Trials with smaller numbers might become significant if the difference in survival or mortality between the arms is very large, say >20-30%. Differences of more than 10% are not expected in cancer trials.
- The trial should be blinded, preferably double-blinded. This means that neither the patient nor the clinician determining the cause of death knows which patient has received the treatment and which the placebo. Double blinding is often difficult or impossible because the effects of treatment or its side effects are often obvious (e.g. surgery, radiotherapy or chemotherapy). It is however essential for the determination of the cause of death to be blinded. Because cancer treatments and cancer itself often affect many bodily systems, organ failure can often result in deaths from cancer being wrongly attributed to other causes (such as respiratory failure).
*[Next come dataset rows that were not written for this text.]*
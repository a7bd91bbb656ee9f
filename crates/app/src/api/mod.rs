//! Remote REST API client.
//!
//! # Architecture
//!
//! - Plain JSON over `reqwest` with a bounded per-request timeout
//! - The server is the source of record for customers and orders; the cart
//!   never leaves the device until order submission
//! - [`RemoteApi`] is the seam the services depend on; [`ApiClient`] is the
//!   HTTP implementation, tests substitute fakes
//!
//! Variant (flavor) labels arrive from the catalog in historically messy
//! encodings; [`types::normalize_flavor_labels`] cleans them up right here
//! at the boundary so the rest of the app never re-parses raw strings.

mod client;
pub mod types;

pub use client::ApiClient;

use async_trait::async_trait;
use bluefruit_core::{Email, ProductId};
use thiserror::Error;

use crate::models::{Product, Session};
use types::{CreatedOrder, OrderPayload, Registration};

/// Errors that can occur when talking to the remote API.
#[derive(Debug, Error)]
pub enum ApiError {
    /// Transport-level failure (connect, timeout, TLS).
    #[error("HTTP error: {0}")]
    Http(#[from] reqwest::Error),

    /// Response body was not the JSON we expected.
    #[error("JSON parse error: {0}")]
    Parse(#[from] serde_json::Error),

    /// A path could not be joined onto the base URL.
    #[error("invalid endpoint: {0}")]
    Endpoint(#[from] url::ParseError),

    /// The server answered with a non-success status.
    #[error("server returned {status}: {message}")]
    Status { status: u16, message: String },
}

/// The remote API surface the app core consumes.
///
/// One seam for everything: login, catalog, orders, account flows. The
/// checkout orchestrator and session service hold this as a trait object so
/// tests can script responses.
#[async_trait]
pub trait RemoteApi: Send + Sync {
    /// Authenticate and return the account's session data.
    ///
    /// Role gating is the caller's job; this returns whatever account the
    /// server recognizes.
    async fn login(&self, email: &Email, password: &str) -> Result<Session, ApiError>;

    /// Submit an order. Non-2xx or transport failure is the caller's sole
    /// trigger for the failed-checkout path.
    async fn create_order(&self, order: &OrderPayload) -> Result<CreatedOrder, ApiError>;

    /// Fetch the full product catalog.
    async fn products(&self) -> Result<Vec<Product>, ApiError>;

    /// Fetch one product by id.
    async fn product(&self, id: &ProductId) -> Result<Product, ApiError>;

    /// Fetch a random product (used for recommendations).
    async fn random_product(&self) -> Result<Product, ApiError>;

    /// Start password recovery by emailing a verification code.
    async fn request_recovery_code(&self, email: &Email) -> Result<(), ApiError>;

    /// Check a password-recovery verification code.
    async fn verify_recovery_code(&self, email: &Email, code: &str) -> Result<(), ApiError>;

    /// Set a new password after a verified recovery code.
    async fn set_new_password(
        &self,
        email: &Email,
        code: &str,
        new_password: &str,
    ) -> Result<(), ApiError>;

    /// Register a new customer account.
    async fn register_customer(&self, registration: &Registration) -> Result<(), ApiError>;

    /// Confirm a registration email with the mailed code.
    async fn verify_email_code(&self, email: &Email, code: &str) -> Result<(), ApiError>;
}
To overcome this ambiguity, the rules for RCTs require that deaths that occur during cancer treatment need to be attributed to the cancer being treated. This rule is often ignored thus confounding the results.
- The randomisation should be done on an individual level rather than geographical or other factor. This is because there is no guarantee that patients attending one treatment centre would exactly match a similar group attending another centre regarding their age, gender, diet and lifestyle. Also treatment might differ slightly from one centre to the other, thus introducing another confounding The Edinburgh mammography screening trial, that had randomise participants by treatment centre, was ruled invalid when there was a 20% difference in the baseline comparison. This was probably due to a difference in those enrolled at different centres. This could have been further confounded by difference in treatment received.
Therefore proving efficacy requires:
- using the results only from blinded randomised controlled trials, properly conducted with adequate numbers to remove the likelihood of a chance result.
- evidence of significant increased survival or reduced mortality, not simply the ability of the treatment to remove or reduce a particular condition, such as shrink a tumour. Comparison of survival or deaths of sub-groups must not be considered.
- consideration of deaths from all causes, in case a treatment has caused harm.
Ideally it should be confirmed over time by showing a significant effect on mortality curves for the particular type of disease after intervention. Claims that mammography screening had not been shown to affect breast cancer mortality because of flaws in the trial methodology were later confirmed by epidemiological statistics showing that mammography screening had had no discernable impact on breast cancer mortality in any of the countries where it had been introduced on a widespread basis.
If results from trials showing clear efficacy are not available it becomes critical to recognise that most interventions can do harm. So when there is no proven benefit, the intervention with the least harm becomes the preferred choice.
REFERENCES
- Benjamin, DJ. The efficacy of surgical treatment of breast cancer. Medical Hypotheses 1996; 47 (5): 389-97.\
- Benjamin DJ. The efficacy of surgical treatment of cancer – 20 years later. Med Hypotheses (April) 2014; 82 (4): 412–420.